Records from a data source
= Beginning of Section =
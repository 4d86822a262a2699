//! Backup and WAL archive retention.
//!
//! Runs after a backup is published. Full retention cascades onto the
//! derived backups of an expired full; deletions proceed in reverse
//! label order so that an interrupted pass never leaves a differential
//! or incremental backup without its full ancestor. WAL retention prunes
//! the archive below the start position of an anchor backup.

use anyhow::Error;
use log::{info, warn};

use crate::config::RetentionOptions;
use crate::fs::{ClusterLayout, Filesystem};

use super::label::{ancestor_full, label_regex, BackupType};
use super::manifest::{Manifest, MANIFEST_NAME, SECTION_BACKUP};
use super::wal::archive_major_regex;

#[derive(Debug, Default)]
pub struct ExpireStats {
    pub backups_removed: u64,
    pub archive_paths_removed: u64,
    pub archive_files_removed: u64,
}

/// Apply the configured retention to the repository.
pub fn expire<F: Filesystem>(
    fs: &F,
    layout: &ClusterLayout,
    options: &RetentionOptions,
) -> Result<ExpireStats, Error> {

    options.validate()?;

    let mut stats = ExpireStats::default();

    if let Some(keep) = options.retention_full {
        expire_full(fs, layout, keep as usize, &mut stats)?;
    }

    if let Some(keep) = options.retention_diff {
        expire_diff(fs, layout, keep as usize, &mut stats)?;
    }

    match (options.retention_archive_type, options.retention_archive) {
        (Some(backup_type), Some(keep)) => {
            expire_archive(fs, layout, backup_type, keep as usize, &mut stats)?;
        }
        _ => info!("archive retention not configured - WAL segments are kept indefinitely"),
    }

    Ok(stats)
}

/// Keep the `keep` most recent full backups; every older full is removed
/// together with the backups derived from it.
fn expire_full<F: Filesystem>(
    fs: &F,
    layout: &ClusterLayout,
    keep: usize,
    stats: &mut ExpireStats,
) -> Result<(), Error> {

    let fulls = fs.list(layout.repo_path(), &label_regex(true, false, false))?;
    if fulls.len() <= keep {
        return Ok(());
    }
    let expired = &fulls[..fulls.len() - keep];

    let all = fs.list(layout.repo_path(), &label_regex(true, true, true))?;

    // reverse label order: a full goes last, after its derived backups
    for label in all.iter().rev() {
        if expired.iter().any(|full| ancestor_full(label) == full.as_str()) {
            remove_backup(fs, layout, label, stats)?;
        }
    }

    Ok(())
}

/// Keep the `keep` most recent differential backups; every differential
/// or incremental older than the last kept one is removed.
fn expire_diff<F: Filesystem>(
    fs: &F,
    layout: &ClusterLayout,
    keep: usize,
    stats: &mut ExpireStats,
) -> Result<(), Error> {

    let diffs = fs.list(layout.repo_path(), &label_regex(false, true, false))?;
    if diffs.len() <= keep {
        return Ok(());
    }
    let boundary = diffs[diffs.len() - keep].clone();

    let derived = fs.list(layout.repo_path(), &label_regex(false, true, true))?;
    for label in derived.iter().rev() {
        if label.as_str() < boundary.as_str() {
            remove_backup(fs, layout, label, stats)?;
        }
    }

    Ok(())
}

/// Prune the WAL archive below the start position of the anchor backup.
///
/// The anchor is the `keep`-th most recent backup of `backup_type`.
/// When there are not enough backups of that type, full retention falls
/// back to the oldest full; otherwise all WAL is kept.
fn expire_archive<F: Filesystem>(
    fs: &F,
    layout: &ClusterLayout,
    backup_type: BackupType,
    keep: usize,
    stats: &mut ExpireStats,
) -> Result<(), Error> {

    let filter = match backup_type {
        BackupType::Full => label_regex(true, false, false),
        BackupType::Diff => label_regex(false, true, false),
        BackupType::Incr => label_regex(false, false, true),
    };
    let candidates = fs.list(layout.repo_path(), &filter)?;

    let anchor = if candidates.len() >= keep {
        Some(candidates[candidates.len() - keep].clone())
    } else if backup_type == BackupType::Full {
        candidates.first().cloned()
    } else {
        None
    };

    let anchor = match anchor {
        Some(anchor) => anchor,
        None => {
            info!("no anchor backup for archive retention - keeping all WAL");
            return Ok(());
        }
    };

    let manifest = Manifest::load(&layout.backup_path(&anchor).join(MANIFEST_NAME))?;
    let archive_start = match manifest.scalar_str(SECTION_BACKUP, "archive-start") {
        Some(position) => position.to_string(),
        None => {
            warn!(
                "anchor backup {} has no archive start position - keeping all WAL",
                anchor
            );
            return Ok(());
        }
    };

    info!("pruning WAL archive below {} (anchor backup {})", archive_start, anchor);

    let major_boundary = &archive_start[..16];
    let archive_path = layout.archive_path();

    for dir in fs.list(&archive_path, archive_major_regex())? {
        if dir.as_str() < major_boundary {
            info!("expire WAL directory {}", dir);
            fs.path_remove(&archive_path.join(&dir))?;
            stats.archive_paths_removed += 1;
        } else if dir == major_boundary {
            let dir_path = archive_path.join(&dir);
            let any = regex::Regex::new("^.").unwrap();
            for file in fs.list(&dir_path, &any)? {
                if file.len() >= 24 && &file[..24] < &archive_start[..24] {
                    info!("expire WAL segment {}", file);
                    fs.file_remove(&dir_path.join(&file))?;
                    stats.archive_files_removed += 1;
                }
            }
        }
    }

    Ok(())
}

fn remove_backup<F: Filesystem>(
    fs: &F,
    layout: &ClusterLayout,
    label: &str,
    stats: &mut ExpireStats,
) -> Result<(), Error> {
    info!("expire backup {}", label);
    fs.path_remove(&layout.backup_path(label))?;
    stats.backups_removed += 1;
    Ok(())
}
= End of Section =
• What the task requires
Check each line of the records above for "info", and copy those that have it.

• Exercise solution
use log::{info, warn};
        _ => info!("archive retention not configured - WAL segments are kept indefinitely"),
            info!("no anchor backup for archive retention - keeping all WAL");
    info!("pruning WAL archive below {} (anchor backup {})", archive_start, anchor);
            info!("expire WAL directory {}", dir);
                    info!("expire WAL segment {}", file);
    info!("expire backup {}", label);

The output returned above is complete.